Examples 1 to 3 and Comparative Examples 1 to 5 The components shown in Table 1 were used in the proportions shown in Table 1 first, PC,
PBT, elastomer, and stabilizer are mixed by a tumbler, supplied to the main hopper of a twin-screw kneader set at 260 ° C, supplied with an inorganic filler from a side feeder, melt-kneaded, and then granulated by strand cutting. It has become. After drying the obtained pellet, a test piece was molded by injection molding (cylinder temperature: 280 ° C.), and the characteristics were evaluated by the following methods. Table 2 shows the results.

Tensile test: ASTM D 638 Bend test: ASTM D 790 Izod (IZOD) test: ASTM D 256 HDT: ASTM D 648 (18.5 kg / cm ² )

Appearance: The appearance of the surface of the 90503 mm plate was visually judged. ：: good appearance ×: poor appearance Silver generation: After a residence time of 30 minutes in the cylinder, 5 shot molding was performed, and the presence or absence of silver generation near the gate was visually judged. ○: No silver generation ×: Large silver generation

[0026]

[Table 1]

[0027]

[Table 2]

[0028]

According to the present invention, an aromatic polycarbonate resin composition having excellent mechanical strength and preventing generation of silver during molding can be obtained. Further, according to the present invention, an extremely excellent appearance can be obtained without applying a coating treatment, and an aromatic polycarbonate resin composition suitable as an exterior part of an automobile can be obtained.

──────────────────────────────────────────────────続 き Continued on the front page (51) Int.Cl. ⁶ Identification code FI C08L 21:00)

Claims (2)

[Claims] (A) Aromatic polycarbonate resin 80
To 50% by weight, (b) thermoplastic aromatic polyester 19
(D) a mixture of (d1) a polyalkoxysiloxane and an epoxysilane-based coupling agent and / or (d2) a poly (d) in 100 parts by weight of a resin composition containing 1 to 10% by weight of an elastomer (c).
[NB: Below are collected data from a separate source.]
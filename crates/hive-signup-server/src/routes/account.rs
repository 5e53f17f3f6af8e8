use actix_web::{web, HttpResponse};
use hive_signup::AccountType;
use serde::Deserialize;

use crate::error::ApiError;
use crate::metrics::{QUOTES_CLAMPED, SIGNUPS_INITIATED};
use crate::state::{AppState, Backend};

#[derive(Debug, Deserialize)]
#[serde(rename_all = "camelCase")]
pub struct InitAccountRequest {
    pub username: Option<String>,
    pub account_type: Option<AccountType>,
}

/// POST /api/init-account - Start a free or paid signup
pub async fn init_account<B: Backend>(
    state: web::Data<AppState<B>>,
    body: web::Json<InitAccountRequest>,
) -> Result<HttpResponse, ApiError> {
    let body = body.into_inner();
    let username = body
        .username
        .filter(|u| !u.is_empty())
        .ok_or_else(|| ApiError::BadRequest("Username is required".to_string()))?;
    let account_type = body
        .account_type
        .ok_or_else(|| ApiError::BadRequest("accountType must be 'free' or 'paid'".to_string()))?;

    let signup = state
        .provisioner
        .init_account(&username, account_type)
        .await?;

    SIGNUPS_INITIATED
        .with_label_values(&[account_type.as_str()])
        .inc();
    if let Some(bound) = signup.quote.and_then(|q| q.clamped) {
        QUOTES_CLAMPED.with_label_values(&[bound.as_str()]).inc();
    }

    Ok(HttpResponse::Ok().json(signup))
}

pub fn configure<B: Backend>(cfg: &mut web::ServiceConfig) {
    cfg.route("/init-account", web::post().to(init_account::<B>));
}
An aromatic polycarbonate resin composition comprising 10 to 30 parts by weight of wollastonite surface-treated with a reaction product of an alkoxysiloxane and an epoxysilane coupling agent. 2. The amount of alkali dissolved in wollastonite is N
The aromatic polycarbonate resin composition according to claim 1, wherein a is 30 ppm or less and K is 40 ppm or less.